[Stored data]
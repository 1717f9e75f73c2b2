use crate::error::{ErrorOrigin, InternalError};
use std::mem::size_of;

///
/// Node
///

#[derive(Debug)]
struct Node<T> {
    value: T,
    prev: Option<usize>,
    next: Option<usize>,
}

///
/// LruArena
///
/// Slab of nodes with stable indices threaded on an intrusive doubly-linked
/// list. `head` is least recently used, `tail` most recently used.
///

#[derive(Debug)]
pub(crate) struct LruArena<T> {
    slots: Vec<Option<Node<T>>>,
    free: Vec<usize>,
    head: Option<usize>,
    tail: Option<usize>,
    len: usize,
}

impl<T> LruArena<T> {
    pub(crate) const fn new() -> Self {
        Self {
            slots: Vec::new(),
            free: Vec::new(),
            head: None,
            tail: None,
            len: 0,
        }
    }

    pub(crate) const fn len(&self) -> usize {
        self.len
    }

    pub(crate) const fn is_empty(&self) -> bool {
        self.len == 0
    }

    /// Insert as most recently used and return the stable index.
    pub(crate) fn push_mru(&mut self, value: T) -> Result<usize, InternalError> {
        let node = Node {
            value,
            prev: self.tail,
            next: None,
        };

        let idx = if let Some(idx) = self.free.pop() {
            self.slots[idx] = Some(node);
            idx
        } else {
            self.slots.try_reserve(1).map_err(|_| {
                InternalError::out_of_memory(
                    ErrorOrigin::Hash,
                    "hash entry arena",
                    u64::try_from(size_of::<Node<T>>()).unwrap_or(u64::MAX),
                )
            })?;
            self.slots.push(Some(node));
            self.slots.len() - 1
        };

        self.link_tail(idx);
        self.len += 1;

        Ok(idx)
    }

    pub(crate) fn get(&self, idx: usize) -> Option<&T> {
        self.slots.get(idx)?.as_ref().map(|node| &node.value)
    }

    pub(crate) fn get_mut(&mut self, idx: usize) -> Option<&mut T> {
        self.slots.get_mut(idx)?.as_mut().map(|node| &mut node.value)
    }

    /// Move `idx` to the most-recently-used end.
    pub(crate) fn touch(&mut self, idx: usize) {
        if self.tail == Some(idx) || self.get(idx).is_none() {
            return;
        }

        self.unlink(idx);
        if let Some(node) = self.node_mut(idx) {
            node.prev = None;
            node.next = None;
        }
        self.link_tail_after_current(idx);
    }

    /// Index of the least recently used entry.
    pub(crate) const fn lru(&self) -> Option<usize> {
        self.head
    }

    pub(crate) fn remove(&mut self, idx: usize) -> Option<T> {
        self.get(idx)?;
        self.unlink(idx);
        let node = self.slots.get_mut(idx)?.take()?;
        self.free.push(idx);
        self.len -= 1;

        Some(node.value)
    }

    /// Values in least-recently-used order, emptying the arena.
    pub(crate) fn drain_lru(&mut self) -> Vec<(usize, T)> {
        let mut out = Vec::with_capacity(self.len);
        while let Some(idx) = self.head {
            match self.remove(idx) {
                Some(value) => out.push((idx, value)),
                None => break,
            }
        }

        out
    }

    fn node_mut(&mut self, idx: usize) -> Option<&mut Node<T>> {
        self.slots.get_mut(idx)?.as_mut()
    }

    fn unlink(&mut self, idx: usize) {
        let (prev, next) = match self.slots.get(idx).and_then(Option::as_ref) {
            Some(node) => (node.prev, node.next),
            None => return,
        };

        match prev {
            Some(p) => {
                if let Some(node) = self.node_mut(p) {
                    node.next = next;
                }
            }
            None => self.head = next,
        }
        match next {
            Some(n) => {
                if let Some(node) = self.node_mut(n) {
                    node.prev = prev;
                }
            }
            None => self.tail = prev,
        }
    }

    // Link a freshly placed node whose `prev` already names the old tail.
    fn link_tail(&mut self, idx: usize) {
        match self.tail {
            Some(t) => {
                if let Some(node) = self.node_mut(t) {
                    node.next = Some(idx);
                }
            }
            None => self.head = Some(idx),
        }
        self.tail = Some(idx);
    }

    fn link_tail_after_current(&mut self, idx: usize) {
        let old_tail = self.tail;
        if let Some(node) = self.node_mut(idx) {
            node.prev = old_tail;
        }
        self.link_tail(idx);
    }
}

///
/// TESTS
///
//! GROUP BY tracing boundary.
//!
//! Tracing is optional, injected by the caller, and must not affect execution semantics.

use crate::error::{ErrorClass, ErrorOrigin, InternalError};

///
/// GroupByTraceSink
///

pub trait GroupByTraceSink {
    fn on_event(&self, event: GroupByTraceEvent);
}

///
/// GroupByTracePhase
///

#[derive(Clone, Copy, Debug, Eq, PartialEq)]
pub enum GroupByTracePhase {
    HashPhase,
    Reconcile,
    Drive,
    FastPath,
}

///
/// GroupByTraceEvent
///

#[derive(Clone, Copy, Debug, Eq, PartialEq)]
pub enum GroupByTraceEvent {
    Start {
        hash_eligible: bool,
        rollup: bool,
    },
    Phase {
        phase: GroupByTracePhase,
        rows: u64,
    },
    Finish {
        rows_emitted: u64,
        stop_scan: bool,
    },
    Error {
        class: ErrorClass,
        origin: ErrorOrigin,
    },
}

///
/// TraceScope
///

pub(crate) struct TraceScope<'a> {
    sink: &'a dyn GroupByTraceSink,
}

impl<'a> TraceScope<'a> {
    fn new(sink: &'a dyn GroupByTraceSink, hash_eligible: bool, rollup: bool) -> Self {
        sink.on_event(GroupByTraceEvent::Start {
            hash_eligible,
            rollup,
        });

        Self { sink }
    }

    pub(crate) fn phase(&self, phase: GroupByTracePhase, rows: u64) {
        self.sink.on_event(GroupByTraceEvent::Phase { phase, rows });
    }

    pub(crate) fn finish(self, rows_emitted: u64, stop_scan: bool) {
        self.sink.on_event(GroupByTraceEvent::Finish {
            rows_emitted,
            stop_scan,
        });
    }

    pub(crate) fn error(self, err: &InternalError) {
        self.sink.on_event(GroupByTraceEvent::Error {
            class: err.class,
            origin: err.origin,
        });
    }
}

pub(crate) fn start_trace<'a>(
    sink: Option<&'a dyn GroupByTraceSink>,
    hash_eligible: bool,
    rollup: bool,
) -> Option<TraceScope<'a>> {
    sink.map(|sink| TraceScope::new(sink, hash_eligible, rollup))
}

• REQUIRED WORK:
The word "LruArena" may appear on some lines of these records; state how many such lines there are, and nothing else.

• ANSWER TO THIS EXERCISE:
3